**Exercise requirements**
Please work out how many lines in the data below contain "usize", and reply with that number alone.

(Collected data)
++++++++++++++++++++
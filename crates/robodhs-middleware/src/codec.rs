//! DCSS text-frame codec.
//!
//! The control system speaks newline-delimited text messages.  Each line
//! starts with a message tag (`stoh_start_operation`, `htos_log`, …) followed
//! by whitespace-separated words; a word wrapped in braces (`{on gonio}`) is a
//! single argument that may contain spaces.
//!
//! [`FrameCodec`] decodes a byte stream into [`Frame`] values and encodes
//! frames back into bytes.  It can be driven two ways:
//!
//! * [`FrameCodec::decode_chunk`] – push raw chunks and iterate over the
//!   frames each chunk completes.  Partial lines are retained between calls.
//! * [`tokio_util::codec::Decoder`] / [`Encoder`] – plug the codec into
//!   `FramedRead` / `FramedWrite` on a socket.
//!
//! # Error policy
//!
//! Recoverable problems (unknown tag, wrong arity, bad argument type) are
//! yielded as `Err` items and decoding continues with the next line.  Framing
//! corruption (over-long line, invalid UTF-8) is fatal: the byte stream is no
//! longer trustworthy and the session must be terminated.

use bytes::{BufMut, BytesMut};
use robodhs_types::{Direction, Frame, ProtocolError, Token, tags};
use tokio_util::codec::{Decoder, Encoder};
use tracing::debug;

/// Message delimiter.
pub const DELIMITER: u8 = b'\n';

/// Longest accepted line (excluding the delimiter).  A `robot_config probe`
/// carries ~300 words, far below this bound.
pub const MAX_FRAME_LEN: usize = 64 * 1024;

const EXCERPT_LEN: usize = 64;

/// Declared type of a positional argument.
#[derive(Debug, Clone, Copy, PartialEq, Eq)]
pub enum ArgKind {
    Text,
    Integer,
    OneOf(&'static [&'static str]),
}

impl ArgKind {
    fn accepts(&self, value: &str) -> bool {
        match self {
            ArgKind::Text => true,
            ArgKind::Integer => value.parse::<i64>().is_ok(),
            ArgKind::OneOf(choices) => choices.contains(&value),
        }
    }
}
++++++++++++++++++++
**Task result**
2